# strong flush but still steady



## mnswd (Oct 13, 2005)

I have heard conflicting opinions on steadying your dog. What is everyone opinion on this confusing topic.


----------



## Bobm (Aug 26, 2003)

Its a nice touch and a saftey plus, but it takes constant reteaching so I wouldn't bother unless you plan on competeing the dog.


----------



## tumblebuck (Feb 17, 2004)

I like them to be in the area of the fall as soon as possible when chasing pheasants.


----------



## ryanps18 (Jun 23, 2006)

having a steady gundog is great, it is much more enjoyable to hunt behind a dog that is steady. The only problem is that when your dog is steady and your friends dog is not, you dog will not get too many retrieves.


----------



## DakotaDog72 (Sep 27, 2005)

For Waterfowl, I use a leash and one of the screw in anchors to keep my dog at heal. As noted earlier. Get a dog to be steady to shot takes constant training. Plus I feel that takes a little bit of the dogs drive away.

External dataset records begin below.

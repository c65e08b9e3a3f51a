use serde::{Deserialize, Serialize};

use crate::animation::AnimationConfig;
use crate::rig::RigConfig;
use crate::utils::errors::RigError;

/// Top-level configuration: the camera rig and the surface animation.
#[derive(Debug, Clone, Default, Serialize, Deserialize)]
pub struct FlightConfig {
    pub rig: RigConfig,
    pub animation: AnimationConfig,
}

impl FlightConfig {
    pub fn load(path: &str) -> Result<Self, RigError> {
        let file = std::fs::File::open(path)?;
        let config: Self = serde_yaml::from_reader(file)?;
        Ok(config)
    }

    pub fn save(&self, path: &str) -> Result<(), RigError> {
        let file = std::fs::File::create(path)?;
        serde_yaml::to_writer(file, self)?;
        Ok(())
    }

    pub fn validate(&self) -> Result<(), RigError> {
        self.rig.validate()?;
        self.animation.validate()
    }
}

Pheasant hunting, I want her on the rooster ASAP to prevent cripples from getting away.


----------



## brianb (Dec 27, 2005)

I wish I had done it. It really helps keep your dog safe. Out here in WA the quail #'s have been way up. They are fun to hunt but fly about head high. A steady dog would really let you take more shots and be safer.

As far as a dog needing to be on a runner as quick as possible. I don't think that is valid. I can shoot and release my dog pretty quick. Bang, "Boomer". Ok, it is more like bang, bang, bang, "Boomer".

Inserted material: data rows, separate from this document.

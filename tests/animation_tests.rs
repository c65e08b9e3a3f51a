mod common;

use approx::assert_relative_eq;
use common::init_logging;
use mouseflight::{AnimationConfig, ControlTargets, SurfaceAngles, SurfaceAnimator};
use pretty_assertions::assert_eq;

const DT: f64 = 1.0 / 60.0;

fn animator() -> SurfaceAnimator {
    SurfaceAnimator::new(AnimationConfig::default()).expect("valid config")
}

#[test]
fn test_initial_state_is_neutral() {
    init_logging();
    let mut animator = animator();
    let angles = animator.update(&ControlTargets::default(), 0.0);
    assert_eq!(
        angles,
        SurfaceAngles {
            aileron_left: 0.0,
            aileron_right: 0.0,
            elevator: 0.0,
            rudder: 0.0,
            propeller: 0.0,
        }
    );
}

#[test]
fn test_mirrored_roll_signs() {
    let mut animator = animator();
    let angles = animator.update(&ControlTargets::new(0.6, 0.0, 0.0), DT);
    assert!(angles.aileron_right > 0.0);
    assert_eq!(angles.aileron_left, -angles.aileron_right);
}

#[test]
fn test_elevator_and_rudder_are_single_signed_outputs() {
    let mut animator = animator();
    let angles = animator.update(&ControlTargets::new(0.0, 1.0, 1.0), DT);
    // Stick back deflects the elevator trailing edge up; pedal right swings
    // the rudder the opposite sign, both as one angle per surface pair.
    assert!(angles.elevator < 0.0);
    assert!(angles.rudder < 0.0);
    assert!(angles.aileron_left == 0.0 && angles.aileron_right == 0.0);
}

#[test]
fn test_full_roll_asymptote_without_overshoot() {
    let mut animator = animator();
    let held = ControlTargets::new(1.0, 0.0, 0.0);
    let mut angles = SurfaceAngles::default();
    for _ in 0..600 {
        angles = animator.update(&held, DT);
        assert!(angles.aileron_right <= 20.0 + 1e-9, "overshoot");
        assert!(angles.aileron_left >= -20.0 - 1e-9, "overshoot");
    }
    assert_relative_eq!(angles.aileron_left, -20.0, epsilon = 1e-3);
    assert_relative_eq!(angles.aileron_right, 20.0, epsilon = 1e-3);
}

#[test]
fn test_smoothed_value_stays_in_band_for_bounded_targets() {
    let mut animator = animator();
    // Alternate hard stick reversals; deflections must stay inside the
    // configured limits.
    for i in 0..400 {
        let sign = if (i / 20) % 2 == 0 { 1.0 } else { -1.0 };
        let angles = animator.update(&ControlTargets::new(sign, -sign, sign), DT);
        assert!(angles.aileron_right.abs() <= 20.0 + 1e-9);
        assert!(angles.elevator.abs() <= 20.0 + 1e-9);
        assert!(angles.rudder.abs() <= 20.0 + 1e-9);
    }
}

#[test]
fn test_smoothing_lags_the_target() {
    let mut animator = animator();
    let angles = animator.update(&ControlTargets::new(1.0, 0.0, 0.0), DT);
    // One tick cannot reach full deflection.
    assert!(angles.aileron_right > 0.0);
    assert!(angles.aileron_right < 20.0);
}

#[test]
fn test_propeller_advances_at_constant_rate() {
    let mut animator = animator();
    let idle = ControlTargets::default();
    let first = animator.update(&idle, DT);
    let second = animator.update(&idle, DT);
    let step = 100.0 * DT;
    assert_relative_eq!(first.propeller, step, epsilon = 1e-9);
    assert_relative_eq!(second.propeller, 2.0 * step, epsilon = 1e-9);
}

#[test]
fn test_channels_are_independent() {
    let mut animator = animator();
    for _ in 0..200 {
        animator.update(&ControlTargets::new(1.0, 0.0, -1.0), DT);
    }
    let angles = animator.update(&ControlTargets::new(1.0, 0.0, -1.0), DT);
    assert_relative_eq!(angles.aileron_right, 20.0, epsilon = 1e-3);
    assert_relative_eq!(angles.elevator, 0.0, epsilon = 1e-9);
    assert_relative_eq!(angles.rudder, 20.0, epsilon = 1e-3);
}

You don't have to make the dog sit for 10 seconds before release.

It will take training and maintenance but I will give it a go with my next dog. Boomer is 5 1/2 now and I don't think it would be worth it to try and get him steady now.

Brian


----------



## Bobm (Aug 26, 2003)

> You don't have to make the dog sit for 10 seconds before release.


If you don't it won't be steady long, you can't release the dog immediately because they will begin to anticipate the release.

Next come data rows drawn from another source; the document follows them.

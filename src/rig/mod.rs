mod aim;
mod config;
mod tracker;

pub use aim::AimSource;
pub use config::RigConfig;
pub use tracker::FlightRig;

This is why when training for steadiness you have to vary the release to prevent them from releasing on their own. If you always release on the same cadence (like 1-2-3 go) the dog will learn to count :wink: and go on his own.

Steadiness to flush requires a lot of reinforcement, its easier to just pass on shots that are dangerous to the dog.

Steadiness for a waterfowl retriever is a different thing than steadiness to flush and easier to reinforce because the dog isn't actively chasing the bird. I do it for retrievers out of blinds but not in the uplands.

Its also easier for pointers but I'm too lazy to do it on my own dogs :lol: those dang pheasants are too fast to give them a head start


----------



## brianb (Dec 27, 2005)

Bob,

I agree but you can pick and chose for the quick send. If you really dust them then make Fido wait. Send quick on a light hit bird.

I'm not saying its easy. I am too lazy to go back and train my own dog. But I will vow to do it with my next.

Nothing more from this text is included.